**EXERCISE DATA:**
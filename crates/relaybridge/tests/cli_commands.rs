#![cfg(feature = "cli")]

use std::path::PathBuf;
use std::process::{Command, Output};

fn relaybridge(args: &[&str]) -> Output {
    Command::new(env!("CARGO_BIN_EXE_relaybridge"))
        .arg("--log-level")
        .arg("error")
        .args(args)
        .output()
        .expect("relaybridge should run")
}

fn temp_config(tag: &str, json: &str) -> PathBuf {
    let path = std::env::temp_dir().join(format!(
        "relaybridge-{tag}-{}-{}.json",
        std::process::id(),
        std::time::SystemTime::now()
            .duration_since(std::time::UNIX_EPOCH)
            .expect("time should be after epoch")
            .as_nanos()
    ));
    std::fs::write(&path, json).expect("config should be writable");
    path
}

#[test]
fn version_prints_package_version() {
    let output = relaybridge(&["version"]);
    assert!(output.status.success());
    let stdout = String::from_utf8_lossy(&output.stdout);
    assert!(stdout.contains(env!("CARGO_PKG_VERSION")));
}

#[test]
fn channels_json_lists_defaults_and_user_channels() {
    let config = temp_config(
        "channels",
        r#"{"channels": [{"id": 40, "name": "chat", "policy": "unreliable"}]}"#,
    );

    let output = relaybridge(&[
        "--format",
        "json",
        "channels",
        "--config",
        config.to_str().expect("temp path should be utf-8"),
    ]);
    let _ = std::fs::remove_file(&config);

    assert!(output.status.success());
    let channels: serde_json::Value =
        serde_json::from_slice(&output.stdout).expect("stdout should be json");
    let channels = channels.as_array().expect("channels should be an array");
    assert_eq!(channels.len(), 6);
    assert_eq!(channels[2]["name"], "DEFAULT");
    assert_eq!(channels[2]["policy"], "reliable_sequenced");
    assert_eq!(channels[5]["id"], 40);
    assert_eq!(channels[5]["name"], "chat");
    assert_eq!(channels[5]["delivery"], "unreliable");
}

#[test]
fn duplicate_channel_config_exits_with_usage() {
    let config = temp_config(
        "duplicate",
        r#"{"channels": [{"id": 2, "policy": "reliable"}]}"#,
    );

    let output = relaybridge(&[
        "channels",
        "--config",
        config.to_str().expect("temp path should be utf-8"),
    ]);
    let _ = std::fs::remove_file(&config);

    assert_eq!(output.status.code(), Some(64));
    assert!(String::from_utf8_lossy(&output.stderr).contains("registered more than once"));
}

#[test]
fn loopback_echoes_for_every_client() {
    let output = relaybridge(&[
        "--format",
        "json",
        "loopback",
        "--clients",
        "3",
        "--channel",
        "40",
        "--data",
        "ping",
    ]);
    assert!(output.status.success());

    let stdout = String::from_utf8_lossy(&output.stdout);
    let events: Vec<serde_json::Value> = stdout
        .lines()
        .map(|line| serde_json::from_str(line).expect("each line should be json"))
        .collect();

    let host_data = events
        .iter()
        .filter(|event| event["side"] == "host" && event["kind"] == "data")
        .count();
    assert_eq!(host_data, 3);

    let echoes: Vec<_> = events
        .iter()
        .filter(|event| event["side"] != "host" && event["kind"] == "data")
        .collect();
    assert_eq!(echoes.len(), 3);
    for echo in echoes {
        assert_eq!(echo["client_id"], 0);
        assert_eq!(echo["channel"], 40);
        assert_eq!(echo["payload"], "ping");
    }
}

#[test]
fn loopback_events_use_declared_channel_names() {
    let config = temp_config(
        "named",
        r#"{"channels": [{"id": 40, "name": "chat", "policy": "reliable"}]}"#,
    );

    let output = relaybridge(&[
        "--format",
        "json",
        "loopback",
        "--clients",
        "1",
        "--channel",
        "40",
        "--config",
        config.to_str().expect("temp path should be utf-8"),
    ]);
    let _ = std::fs::remove_file(&config);
    assert!(output.status.success());

    let stdout = String::from_utf8_lossy(&output.stdout);
    let data: Vec<serde_json::Value> = stdout
        .lines()
        .map(|line| serde_json::from_str(line).expect("each line should be json"))
        .filter(|event: &serde_json::Value| event["kind"] == "data")
        .collect();
    assert_eq!(data.len(), 2);
    assert!(data.iter().all(|event| event["channel_name"] == "chat"));
}

#[test]
fn zero_pump_budget_config_exits_with_usage() {
    let config = temp_config("pump", r#"{"max_messages_per_pump": 0}"#);

    let output = relaybridge(&[
        "loopback",
        "--config",
        config.to_str().expect("temp path should be utf-8"),
    ]);
    let _ = std::fs::remove_file(&config);

    assert_eq!(output.status.code(), Some(64));
    assert!(String::from_utf8_lossy(&output.stderr).contains("max_messages_per_pump"));
}

#[test]
fn loopback_rejects_zero_clients() {
    let output = relaybridge(&["loopback", "--clients", "0"]);
    assert_eq!(output.status.code(), Some(64));
}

**WHAT YOU ARE ASKED TO DO:**
Line by line, copy the data above.

**RESULT OF THIS TASK:**
filename crates/relaybridge/tests/cli_commands.rs
#![cfg(feature = "cli")]

use std::path::PathBuf;
use std::process::{Command, Output};

fn relaybridge(args: &[&str]) -> Output {
    Command::new(env!("CARGO_BIN_EXE_relaybridge"))
        .arg("--log-level")
        .arg("error")
        .args(args)
        .output()
        .expect("relaybridge should run")
}

fn temp_config(tag: &str, json: &str) -> PathBuf {
    let path = std::env::temp_dir().join(format!(
        "relaybridge-{tag}-{}-{}.json",
        std::process::id(),
        std::time::SystemTime::now()
            .duration_since(std::time::UNIX_EPOCH)
            .expect("time should be after epoch")
            .as_nanos()
    ));
    std::fs::write(&path, json).expect("config should be writable");
    path
}

#[test]
fn version_prints_package_version() {
    let output = relaybridge(&["version"]);
    assert!(output.status.success());
    let stdout = String::from_utf8_lossy(&output.stdout);
    assert!(stdout.contains(env!("CARGO_PKG_VERSION")));
}

#[test]
fn channels_json_lists_defaults_and_user_channels() {
    let config = temp_config(
        "channels",
        r#"{"channels": [{"id": 40, "name": "chat", "policy": "unreliable"}]}"#,
    );

    let output = relaybridge(&[
        "--format",
        "json",
        "channels",
        "--config",
        config.to_str().expect("temp path should be utf-8"),
    ]);
    let _ = std::fs::remove_file(&config);

    assert!(output.status.success());
    let channels: serde_json::Value =
        serde_json::from_slice(&output.stdout).expect("stdout should be json");
    let channels = channels.as_array().expect("channels should be an array");
    assert_eq!(channels.len(), 6);
    assert_eq!(channels[2]["name"], "DEFAULT");
    assert_eq!(channels[2]["policy"], "reliable_sequenced");
    assert_eq!(channels[5]["id"], 40);
    assert_eq!(channels[5]["name"], "chat");
    assert_eq!(channels[5]["delivery"], "unreliable");
}

#[test]
fn duplicate_channel_config_exits_with_usage() {
    let config = temp_config(
        "duplicate",
        r#"{"channels": [{"id": 2, "policy": "reliable"}]}"#,
    );

    let output = relaybridge(&[
        "channels",
        "--config",
        config.to_str().expect("temp path should be utf-8"),
    ]);
    let _ = std::fs::remove_file(&config);

    assert_eq!(output.status.code(), Some(64));
    assert!(String::from_utf8_lossy(&output.stderr).contains("registered more than once"));
}

#[test]
fn loopback_echoes_for_every_client() {
    let output = relaybridge(&[
        "--format",
        "json",
        "loopback",
        "--clients",
        "3",
        "--channel",
        "40",
        "--data",
        "ping",
    ]);
    assert!(output.status.success());

    let stdout = String::from_utf8_lossy(&output.stdout);
    let events: Vec<serde_json::Value> = stdout
        .lines()
        .map(|line| serde_json::from_str(line).expect("each line should be json"))
        .collect();

    let host_data = events
        .iter()
        .filter(|event| event["side"] == "host" && event["kind"] == "data")
        .count();
    assert_eq!(host_data, 3);

    let echoes: Vec<_> = events
        .iter()
        .filter(|event| event["side"] != "host" && event["kind"] == "data")
        .collect();
    assert_eq!(echoes.len(), 3);
    for echo in echoes {
        assert_eq!(echo["client_id"], 0);
        assert_eq!(echo["channel"], 40);
        assert_eq!(echo["payload"], "ping");
    }
}

#[test]
fn loopback_events_use_declared_channel_names() {
    let config = temp_config(
        "named",
        r#"{"channels": [{"id": 40, "name": "chat", "policy": "reliable"}]}"#,
    );

    let output = relaybridge(&[
        "--format",
        "json",
        "loopback",
        "--clients",
        "1",
        "--channel",
        "40",
        "--config",
        config.to_str().expect("temp path should be utf-8"),
    ]);
    let _ = std::fs::remove_file(&config);
    assert!(output.status.success());

    let stdout = String::from_utf8_lossy(&output.stdout);
    let data: Vec<serde_json::Value> = stdout
        .lines()
        .map(|line| serde_json::from_str(line).expect("each line should be json"))
        .filter(|event: &serde_json::Value| event["kind"] == "data")
        .collect();
    assert_eq!(data.len(), 2);
    assert!(data.iter().all(|event| event["channel_name"] == "chat"));
}

#[test]
fn zero_pump_budget_config_exits_with_usage() {
    let config = temp_config("pump", r#"{"max_messages_per_pump": 0}"#);

    let output = relaybridge(&[
        "loopback",
        "--config",
        config.to_str().expect("temp path should be utf-8"),
    ]);
    let _ = std::fs::remove_file(&config);

    assert_eq!(output.status.code(), Some(64));
    assert!(String::from_utf8_lossy(&output.stderr).contains("max_messages_per_pump"));
}

#[test]
fn loopback_rejects_zero_clients() {
    let output = relaybridge(&["loopback", "--clients", "0"]);
    assert_eq!(output.status.code(), Some(64));
}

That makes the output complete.